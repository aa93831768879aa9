use crate::collectors::probe::{nvidia_smi, parse_u64_loose};
use crate::model::SystemInfo;
use sysinfo::{CpuExt, DiskExt, System, SystemExt};

pub fn collect_common(system: &mut System) -> SystemInfo {
    system.refresh_cpu();
    system.refresh_memory();
    system.refresh_disks_list();

    let os_name = system
        .long_os_version()
        .or_else(|| {
            let name = system.name()?;
            Some(match system.os_version() {
                Some(version) => format!("{name} {version}"),
                None => name,
            })
        })
        .unwrap_or_default();
    let cpu_name = system
        .cpus()
        .first()
        .map(|c| c.brand().trim().to_string())
        .unwrap_or_default();
    let cpu_threads = system.cpus().len();
    let cpu_cores = system.physical_core_count().unwrap_or(0);

    SystemInfo {
        os_name,
        cpu_name,
        cpu_cores,
        cpu_threads,
        memory_size: system.total_memory(),
        gpu_name: String::new(),
        gpu_memory: 0,
        disk_names: disk_names(system),
    }
}

fn disk_names(system: &System) -> Vec<String> {
    let mut names: Vec<String> = Vec::new();
    for disk in system.disks() {
        let name = disk.name().to_string_lossy().trim().to_string();
        let label = if name.is_empty() {
            disk.mount_point().display().to_string()
        } else {
            name
        };
        if !label.is_empty() && !names.contains(&label) {
            names.push(label);
        }
    }
    names
}

/// Highest frequency any CPU reports, in MHz.
pub fn sysinfo_frequency_mhz(system: &mut System) -> Option<f64> {
    system.refresh_cpu();
    system
        .cpus()
        .iter()
        .map(|c| c.frequency())
        .max()
        .filter(|f| *f > 0)
        .map(|f| f as f64)
}

pub fn memory_usage_percent(system: &mut System) -> Option<f64> {
    system.refresh_memory();
    let total = system.total_memory();
    if total == 0 {
        return None;
    }
    Some((system.used_memory() as f64 / total as f64) * 100.0)
}

/// First NVIDIA adapter as (name, MB of VRAM).
pub fn nvidia_gpu() -> Option<(String, u64)> {
    let text = nvidia_smi("name,memory.total")?;
    parse_nvidia_gpu_line(text.lines().next()?)
}

fn parse_nvidia_gpu_line(line: &str) -> Option<(String, u64)> {
    let mut parts = line.split(',').map(str::trim);
    let name = parts.next().filter(|n| !n.is_empty())?.to_string();
    let memory_mb = parts.next().and_then(parse_u64_loose).unwrap_or(0);
    Some((name, memory_mb))
}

## EXERCISE DIRECTIONS
Send back all the records above word for word.

## FINISHED EXERCISE
repository aa93831768879aa9
use crate::collectors::probe::{nvidia_smi, parse_u64_loose};
use crate::model::SystemInfo;
use sysinfo::{CpuExt, DiskExt, System, SystemExt};

pub fn collect_common(system: &mut System) -> SystemInfo {
    system.refresh_cpu();
    system.refresh_memory();
    system.refresh_disks_list();

    let os_name = system
        .long_os_version()
        .or_else(|| {
            let name = system.name()?;
            Some(match system.os_version() {
                Some(version) => format!("{name} {version}"),
                None => name,
            })
        })
        .unwrap_or_default();
    let cpu_name = system
        .cpus()
        .first()
        .map(|c| c.brand().trim().to_string())
        .unwrap_or_default();
    let cpu_threads = system.cpus().len();
    let cpu_cores = system.physical_core_count().unwrap_or(0);

    SystemInfo {
        os_name,
        cpu_name,
        cpu_cores,
        cpu_threads,
        memory_size: system.total_memory(),
        gpu_name: String::new(),
        gpu_memory: 0,
        disk_names: disk_names(system),
    }
}

fn disk_names(system: &System) -> Vec<String> {
    let mut names: Vec<String> = Vec::new();
    for disk in system.disks() {
        let name = disk.name().to_string_lossy().trim().to_string();
        let label = if name.is_empty() {
            disk.mount_point().display().to_string()
        } else {
            name
        };
        if !label.is_empty() && !names.contains(&label) {
            names.push(label);
        }
    }
    names
}

/// Highest frequency any CPU reports, in MHz.
pub fn sysinfo_frequency_mhz(system: &mut System) -> Option<f64> {
    system.refresh_cpu();
    system
        .cpus()
        .iter()
        .map(|c| c.frequency())
        .max()
        .filter(|f| *f > 0)
        .map(|f| f as f64)
}

pub fn memory_usage_percent(system: &mut System) -> Option<f64> {
    system.refresh_memory();
    let total = system.total_memory();
    if total == 0 {
        return None;
    }
    Some((system.used_memory() as f64 / total as f64) * 100.0)
}

/// First NVIDIA adapter as (name, MB of VRAM).
pub fn nvidia_gpu() -> Option<(String, u64)> {
    let text = nvidia_smi("name,memory.total")?;
    parse_nvidia_gpu_line(text.lines().next()?)
}

fn parse_nvidia_gpu_line(line: &str) -> Option<(String, u64)> {
    let mut parts = line.split(',').map(str::trim);
    let name = parts.next().filter(|n| !n.is_empty())?.to_string();
    let memory_mb = parts.next().and_then(parse_u64_loose).unwrap_or(0);
    Some((name, memory_mb))
}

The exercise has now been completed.